Śmigłowiec wylądował awaryjnie na rzece Hudson w Nowym Jorku
Maszyna typu Bell 206 wystartowała z okolic Wall Street do lotu turystycznego nad Nowym Jorkiem. Na jej pokładzie, obok pilota, była rodzina ze Szwecji - dwie dorosłe osoby i dwoje dzieci. 12 minut po starcie silnik śmigłowca zaczął tracić moc.
Pilot postanowił lądować awaryjnie na rzece Hudson. Udało mu się pionowo posadzić maszynę na wodzie. Śmigłowiec nie zatonął, gdyż był wyposażony w specjalne pływaki.

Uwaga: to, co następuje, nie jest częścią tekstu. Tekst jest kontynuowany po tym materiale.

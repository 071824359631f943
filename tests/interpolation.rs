//! Integration tests for ICU message rendering.

use chrono::{Duration, TimeZone, Utc};
use inline_i18n::*;

fn i18n() -> Interpolator {
    Interpolator::new()
}

// =============================================================================
// Plural / Select
// =============================================================================

#[test]
fn test_plural_exact_match_precedence() {
    let template = "{count, plural, =0 {No items} one {# item} other {# items}}";
    let i18n = i18n();

    assert_eq!(i18n.render(template, &vars! { "count" => 0 }, "en"), "No items");
    assert_eq!(i18n.render(template, &vars! { "count" => 1 }, "en"), "1 item");
    assert_eq!(i18n.render(template, &vars! { "count" => 5 }, "en"), "5 items");
}

#[test]
fn test_plural_offset_arithmetic() {
    let template = "{count, plural, offset:1 =0 {Nobody} =1 {Just {name}} one {# other and {name}} other {# others and {name}}}";
    let out = i18n().render(template, &vars! { "count" => 2, "name" => "Alice" }, "en");
    assert_eq!(out, "1 other and Alice");
}

#[test]
fn test_select_fallback_to_other() {
    let template = "{gender, select, male {He} female {She} other {They}}";
    assert_eq!(i18n().render(template, &vars! { "gender" => "unknown" }, "en"), "They");
}

#[test]
fn test_nested_select_and_plural() {
    let template = "{host, select, female {{guests, plural, =0 {She has no guests} one {She invited # guest} other {She invited # guests}}} other {{guests, plural, =0 {They have no guests} other {They invited # guests}}}}";
    let i18n = i18n();

    assert_eq!(
        i18n.render(template, &vars! { "host" => "female", "guests" => 1 }, "en"),
        "She invited 1 guest"
    );
    assert_eq!(
        i18n.render(template, &vars! { "host" => "x", "guests" => 0 }, "en"),
        "They have no guests"
    );
}

#[test]
fn test_plural_uses_locale_rules() {
    let template = "{n, plural, one {# файл} few {# файла} many {# файлов} other {# файла}}";
    let i18n = i18n();

    assert_eq!(i18n.render(template, &vars! { "n" => 1 }, "ru"), "1 файл");
    assert_eq!(i18n.render(template, &vars! { "n" => 3 }, "ru"), "3 файла");
    assert_eq!(i18n.render(template, &vars! { "n" => 11 }, "ru"), "11 файлов");
    assert_eq!(i18n.render(template, &vars! { "n" => 21 }, "ru-RU"), "21 файл");
}

#[test]
fn test_selectordinal_english() {
    let template = "You finished {place, selectordinal, one {#st} two {#nd} few {#rd} other {#th}}";
    let i18n = i18n();

    assert_eq!(i18n.render(template, &vars! { "place" => 1 }, "en"), "You finished 1st");
    assert_eq!(i18n.render(template, &vars! { "place" => 12 }, "en"), "You finished 12th");
    assert_eq!(i18n.render(template, &vars! { "place" => 23 }, "en"), "You finished 23rd");
}

// =============================================================================
// Shorthand
// =============================================================================

#[test]
fn test_plural_shorthand_round_trip() {
    let i18n = i18n();
    assert_eq!(i18n.render("{count, p, item|items}", &vars! { "count" => 1 }, "en"), "1 item");
    assert_eq!(i18n.render("{count, p, item|items}", &vars! { "count" => 5 }, "en"), "5 items");
    assert_eq!(
        i18n.render("{count, p, none|item|items}", &vars! { "count" => 0 }, "en"),
        "none"
    );
}

#[test]
fn test_shorthand_mixed_with_other_elements() {
    let out = i18n().render(
        "{name} has {count, p, message|messages} from {senders, list}",
        &vars! { "name" => "Kim", "count" => 2, "senders" => ["Lee", "Park"] },
        "en",
    );
    assert_eq!(out, "Kim has 2 messages from Lee and Park");
}

// =============================================================================
// Formatting elements
// =============================================================================

#[test]
fn test_currency_default_usd() {
    assert_eq!(i18n().render("{price, currency}", &vars! { "price" => 100 }, "en-US"), "$100.00");
}

#[test]
fn test_currency_locales() {
    let i18n = i18n();
    assert_eq!(
        i18n.render("{price, currency, EUR}", &vars! { "price" => 1234.5 }, "de-DE"),
        "1.234,50\u{a0}€"
    );
    assert_eq!(
        i18n.render("{price, currency, JPY}", &vars! { "price" => 1234.5 }, "ja-JP"),
        "￥1,235"
    );
}

#[test]
fn test_compact_numbers() {
    let i18n = i18n();
    assert_eq!(i18n.render("{n, number, compact}", &vars! { "n" => 1500 }, "en"), "1.5K");
    assert_eq!(
        i18n.render("{n, number, compactLong}", &vars! { "n" => 2_000_000 }, "en"),
        "2 million"
    );
}

#[test]
fn test_list_formatting() {
    let i18n = i18n();
    assert_eq!(i18n.render("{names, list}", &vars! { "names" => ["Alice", "Bob"] }, "en"), "Alice and Bob");
    assert_eq!(i18n.render("{names, list}", &vars! { "names" => ["Alice"] }, "en"), "Alice");
    assert_eq!(
        i18n.render("{opts, list, disjunction}", &vars! { "opts" => ["A", "B", "C"] }, "en"),
        "A, B, or C"
    );
}

#[test]
fn test_relative_time_with_fixed_now() {
    let now = Utc.with_ymd_and_hms(2024, 6, 1, 12, 0, 0).unwrap();
    let i18n = i18n();
    let render = |when, style: &str, locale| {
        i18n.render_at(
            &format!("{{when, relativeTime{}}}", style),
            &vars! { "when" => when },
            locale,
            now,
        )
    };

    assert_eq!(render(now - Duration::days(3), "", "en"), "3 days ago");
    assert_eq!(render(now + Duration::hours(2), "", "en"), "in 2 hours");
    assert_eq!(render(now - Duration::days(1), "", "en"), "yesterday");
    assert_eq!(render(now - Duration::days(1), "", "ko"), "어제");
    assert_eq!(render(now - Duration::minutes(5), ", short", "en"), "5 min. ago");
}

#[test]
fn test_relative_time_accepts_strings_and_epoch_ms() {
    let now = Utc.with_ymd_and_hms(2024, 6, 1, 12, 0, 0).unwrap();
    let i18n = i18n();
    let template = "{when, relativeTime}";

    assert_eq!(
        i18n.render_at(template, &vars! { "when" => "2024-05-25" }, "en", now),
        "last week"
    );
    let epoch_ms = (now - Duration::seconds(30)).timestamp_millis();
    assert_eq!(
        i18n.render_at(template, &vars! { "when" => epoch_ms }, "en", now),
        "30 seconds ago"
    );
}

#[test]
fn test_date_and_time_elements() {
    let at = Utc.with_ymd_and_hms(2024, 3, 15, 14, 30, 45).unwrap();
    let i18n = i18n();

    assert_eq!(i18n.render("{d, date, short}", &vars! { "d" => at }, "en-US"), "3/15/24");
    assert_eq!(i18n.render("{d, date, long}", &vars! { "d" => at }, "en-US"), "March 15, 2024");
    assert_eq!(i18n.render("{d, time, short}", &vars! { "d" => at }, "en-US"), "2:30 PM");
    assert_eq!(i18n.render("{d, time, short}", &vars! { "d" => at }, "de-DE"), "14:30");
}

#[test]
fn test_number_styles() {
    let i18n = i18n();
    let vars = vars! { "n" => 1234567.891, "ratio" => 0.421 };

    assert_eq!(i18n.render("{n, number}", &vars, "en-US"), "1,234,567.891");
    assert_eq!(i18n.render("{n, number}", &vars, "de-DE"), "1.234.567,891");
    assert_eq!(i18n.render("{n, number, integer}", &vars, "en-US"), "1,234,568");
    assert_eq!(i18n.render("{ratio, number, percent}", &vars, "en-US"), "42%");
    assert_eq!(i18n.render("{n, number, ::.00}", &vars, "en-US"), "1,234,567.89");
}

// =============================================================================
// Degradation
// =============================================================================

#[test]
fn test_missing_variables_echo_placeholders() {
    let i18n = i18n();
    assert_eq!(i18n.render("Hello {name}", &vars! {}, "en"), "Hello {name}");
    assert_eq!(
        i18n.render("{count, plural, one {#} other {#}} {name}", &vars! {}, "en"),
        "{count} {name}"
    );
    assert_eq!(i18n.render("{price, currency}", &vars! {}, "en"), "{price}");
    assert_eq!(i18n.render("{names, list}", &vars! { "names" => 3 }, "en"), "{names}");
}

#[test]
fn test_quoted_literals() {
    let i18n = i18n();
    assert_eq!(
        i18n.render("It''s '{literal}' {n, number}", &vars! { "n" => 2 }, "en"),
        "It's {literal} 2"
    );
}

#[test]
fn test_quoted_literals_without_elements() {
    let i18n = i18n();
    assert_eq!(
        i18n.render("Use '{name}' for {name}", &vars! { "name" => "Bo" }, "en"),
        "Use {name} for Bo"
    );
    assert_eq!(i18n.render("It's {name}", &vars! { "name" => "Bo" }, "en"), "It's Bo");
}

#[test]
fn test_argument_names_match_parser() {
    let i18n = i18n();
    let vars = vars! { "이름" => "Mina", "name" => "Bo", "n" => 3 };
    assert_eq!(i18n.render("{이름}님", &vars, "ko"), "Mina님");
    assert_eq!(i18n.render("{이름}님 {n, number}", &vars, "ko"), "Mina님 3");
    assert_eq!(i18n.render("Hi { name }", &vars, "en"), "Hi Bo");
    assert_eq!(i18n.render("Hi { name } x{n, number}", &vars, "en"), "Hi Bo x3");
}

#[test]
fn test_shorthand_fragments_are_literal() {
    let i18n = i18n();
    let template = "{n, p, #1 item|it's #s}";
    assert_eq!(i18n.render(template, &vars! { "n" => 1 }, "en"), "1 #1 item");
    assert_eq!(i18n.render(template, &vars! { "n" => 4 }, "en"), "4 it's #s");
    assert_eq!(
        i18n.render("'{n, p, a|b}' {n, p, a|b}", &vars! { "n" => 2 }, "en"),
        "{n, p, a|b} 2 b"
    );
}

#[test]
fn test_malformed_template_is_returned_unchanged() {
    let i18n = i18n();
    let template = "{count, plural, one {# item} other {# items}";
    assert_eq!(i18n.render(template, &vars! { "count" => 2 }, "en"), template);
    assert!(matches!(
        i18n.try_render(template, &vars! { "count" => 2 }, "en"),
        Err(I18nError::Parse(_))
    ));
}

#[test]
fn test_rich_text_after_render() {
    let i18n = i18n();
    let rendered = i18n.render(
        "Read <link>{count, p, rule|rules}</link> now",
        &vars! { "count" => 3 },
        "en",
    );
    assert_eq!(
        parse_rich_text(&rendered, &["link"]),
        vec![
            RichTextSegment::Text("Read ".into()),
            RichTextSegment::Component {
                name: "link".into(),
                content: "3 rules".into()
            },
            RichTextSegment::Text(" now".into()),
        ]
    );
}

Pilot i pasażerowie zostali ewakuowani przez ratowników na brzeg. Nikomu nic się nie stało, ale szwedzkich turystów przewieziono do szpitala na obserwację.
"Pilot wykonał świetną robotę, biorąc pod uwagę rodzaj awarii maszyny" - powiedział Thomas McKavanaugh z nowojorskiej straży pożarnej.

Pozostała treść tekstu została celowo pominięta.